Stored data

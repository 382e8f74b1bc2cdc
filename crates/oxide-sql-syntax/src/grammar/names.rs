//! Names and dotted references.
//!
//! Every name is a single-token node whose kind records the role the name
//! plays (`DEFINED_TABLE_NAME`, `COLUMN_ALIAS_NAME`, ...).

use crate::SyntaxKind::{self, DATABASE_NAME, DOT};
use crate::parser::lookahead::is_name;
use crate::parser::{MatchResult, ParseState, Parser, Step};

/// A name in the role `kind`.
pub(super) fn name(p: &mut Parser<'_>, kind: SyntaxKind) -> MatchResult {
    if !is_name(p.current()) {
        return MatchResult::NotMatched;
    }
    p.bump_as(kind);
    MatchResult::Matched
}

/// A mandatory name, reported as `<what> expected` when missing.
pub(super) fn expect_name(
    p: &mut Parser<'_>,
    state: &ParseState,
    kind: SyntaxKind,
    what: &str,
) -> Step {
    name(p, kind).require(p, state, what)
}

/// `(database '.')? name`.
pub(super) fn qualified_name(
    p: &mut Parser<'_>,
    state: &ParseState,
    kind: SyntaxKind,
    what: &str,
) -> Step {
    if is_name(p.current()) && p.nth(1) == DOT {
        p.bump_as(DATABASE_NAME);
        p.bump();
    }
    expect_name(p, state, kind, what)
}

/// An optional alias: `AS name` or a bare name.
pub(super) fn alias(p: &mut Parser<'_>, state: &ParseState, kind: SyntaxKind) -> Step {
    if p.eat(SyntaxKind::AS_KW) {
        return expect_name(p, state, kind, alias_description(kind));
    }
    if is_name(p.current()) {
        p.bump_as(kind);
    }
    Ok(())
}

const fn alias_description(kind: SyntaxKind) -> &'static str {
    match kind {
        SyntaxKind::TABLE_ALIAS_NAME => "<table alias name>",
        _ => "<column alias name>",
    }
}

/// `'(' name (',' name)* ')'` with every name in the role `kind`.
pub(super) fn name_list(
    p: &mut Parser<'_>,
    state: &ParseState,
    kind: SyntaxKind,
    what: &str,
) -> Step {
    p.expect(state, SyntaxKind::L_PAREN)?;
    expect_name(p, state, kind, what)?;
    while p.eat(SyntaxKind::COMMA) {
        expect_name(p, state, kind, what)?;
    }
    p.expect(state, SyntaxKind::R_PAREN)
}
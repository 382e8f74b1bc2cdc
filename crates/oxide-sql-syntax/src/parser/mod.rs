//! Event-based parser core.
//!
//! Grammar rules never build tree nodes themselves. They push `Open`,
//! `Advance` and `Close` events onto a flat log, which backtracking can
//! truncate cheaply, and the log is replayed into a rowan tree once the
//! whole input has been consumed.
//!
//! Every rule reports one of three outcomes ([`MatchResult`]):
//!
//! - `Matched`: the rule completed.
//! - `Pinned`: the rule committed, consumed input, and recorded at least
//!   one diagnostic. Its node is kept.
//! - `NotMatched`: nothing changed. Position, events and diagnostics are
//!   exactly as they were on entry.

mod error;
mod event;
pub(crate) mod lookahead;
pub(crate) mod pratt;

use rowan::GreenNode;
use tracing::{debug, trace};

pub use error::ParseError;
pub(crate) use event::MarkClosed;
use event::{Event, MarkOpened};

use crate::SyntaxKind;
use crate::lexer::{Span, Token, error_token_message};

/// Outcome of one rule invocation.
#[derive(Debug, Clone, Copy, PartialEq, Eq)]
pub(crate) enum MatchResult {
    Matched,
    Pinned,
    NotMatched,
}

impl MatchResult {
    /// True when the rule produced a node, with or without diagnostics.
    pub(crate) const fn is_matched(self) -> bool {
        matches!(self, Self::Matched | Self::Pinned)
    }

    pub(crate) const fn is_not_matched(self) -> bool {
        matches!(self, Self::NotMatched)
    }

    /// Lifts a mandatory sub-rule into the enclosing sequence.
    ///
    /// A `Pinned` child already reported, so the sequence carries on after
    /// it. `NotMatched` ends the sequence, with `"<what> expected"` recorded
    /// if the enclosing rule is committed.
    pub(crate) fn require(self, p: &mut Parser<'_>, state: &ParseState, what: &str) -> Step {
        if self.is_matched() {
            return Ok(());
        }
        if state.is_committed() {
            p.error_expected(what);
        }
        Err(Missing)
    }
}

/// Whether the current rule invocation has passed its pin point.
#[derive(Debug, Clone, Copy, PartialEq, Eq)]
pub(crate) enum ParseState {
    Trying,
    Committed,
}

impl ParseState {
    /// Past this point the rule keeps its node and reports instead of
    /// backtracking.
    pub(crate) const fn commit(&mut self) {
        *self = Self::Committed;
    }

    pub(crate) const fn is_committed(self) -> bool {
        matches!(self, Self::Committed)
    }
}

/// A mandatory element of a sequence was absent.
#[derive(Debug, Clone, Copy, PartialEq, Eq)]
pub(crate) struct Missing;

/// Result of one step of a rule body; `?` ends the sequence.
pub(crate) type Step = Result<(), Missing>;

/// A grammar production.
pub(crate) type Rule = fn(&mut Parser<'_>, Depth) -> MatchResult;

/// Recursion depth, threaded by value through every rule.
#[derive(Debug, Clone, Copy, PartialEq, Eq, PartialOrd, Ord, Default)]
pub(crate) struct Depth(usize);

impl Depth {
    pub(crate) const ROOT: Self = Self(0);

    #[must_use]
    pub(crate) const fn deeper(self) -> Self {
        Self(self.0 + 1)
    }

    pub(crate) const fn get(self) -> usize {
        self.0
    }
}
//! Checking inputs and rendering what was found.

use std::fmt::Write as _;

use oxide_sql_syntax::{Lexer, ParseError, ParseOptions, Span, parse_with};
use serde::Serialize;
use tracing::{debug, info};

use crate::error::Result;
use crate::source::{LineIndex, SqlSource};

/// How diagnostics are printed.
#[derive(Debug, Clone, Copy, Default, PartialEq, Eq, clap::ValueEnum)]
pub enum OutputFormat {
    /// `path:line:column: message`, one per line.
    #[default]
    Text,
    /// A JSON array of diagnostics.
    Json,
}

/// A syntax error located in a named input.
#[derive(Debug, Clone, PartialEq, Eq, Serialize)]
pub struct Diagnostic {
    pub path: String,
    /// 1-based.
    pub line: usize,
    /// 1-based, in characters.
    pub column: usize,
    pub message: String,
    pub span: Span,
    #[serde(skip_serializing_if = "Vec::is_empty")]
    pub expected: Vec<String>,
    #[serde(skip_serializing_if = "Option::is_none")]
    pub found: Option<String>,
}

impl Diagnostic {
    #[must_use]
    pub fn new(path: &str, index: &LineIndex<'_>, error: &ParseError) -> Self {
        let (line, column) = index.line_col(error.span.start);
        Self {
            path: path.to_string(),
            line,
            column,
            message: error.message.clone(),
            span: error.span,
            expected: error.expected.clone(),
            found: error.found.clone(),
        }
    }
}

/// Parses `source` and locates every syntax error in it.
#[must_use]
pub fn check(source: &SqlSource, options: &ParseOptions) -> Vec<Diagnostic> {
    let parse = parse_with(&source.text, options);
    let index = LineIndex::new(&source.text);
    let diagnostics: Vec<_> = parse
        .errors()
        .iter()
        .map(|error| Diagnostic::new(&source.name, &index, error))
        .collect();
    if diagnostics.is_empty() {
        debug!(path = %source.name, "no syntax errors");
    } else {
        info!(path = %source.name, count = diagnostics.len(), "syntax errors found");
    }
    diagnostics
}

/// Renders `diagnostics` in `format`. Text output for no diagnostics is
/// empty; JSON output is always an array.
///
/// # Errors
///
/// Returns [`LintError::Json`](crate::LintError::Json) if encoding fails.
pub fn render(diagnostics: &[Diagnostic], format: OutputFormat) -> Result<String> {
    match format {
        OutputFormat::Text => Ok(diagnostics
            .iter()
            .fold(String::new(), |mut out, d| {
                let _ = writeln!(out, "{}:{}:{}: {}", d.path, d.line, d.column, d.message);
                out
            })),
        OutputFormat::Json => {
            let mut out = serde_json::to_string_pretty(diagnostics)?;
            out.push('\n');
            Ok(out)
        }
    }
}

/// One line per token, trivia and the final `EOF` included:
/// `KIND@start..end "text"`.
#[must_use]
pub fn render_tokens(source: &SqlSource) -> String {
    let mut out = String::new();
    for token in Lexer::new(&source.text).tokenize() {
        let _ = writeln!(
            out,
            "{:?}@{}..{} {:?}",
            token.kind,
            token.span.start,
            token.span.end,
            token.text(&source.text),
        );
    }
    out
}

/// The `debug_tree` dump of `source`.
#[must_use]
pub fn render_tree(source: &SqlSource, options: &ParseOptions) -> (String, usize) {
    let parse = parse_with(&source.text, options);
    (parse.debug_tree(), parse.errors().len())
}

### What you need to do
Wherever a line in the data above holds the word "push", copy that line.

### Answer
//! Grammar rules never build tree nodes themselves. They push `Open`,
            out.push('\n');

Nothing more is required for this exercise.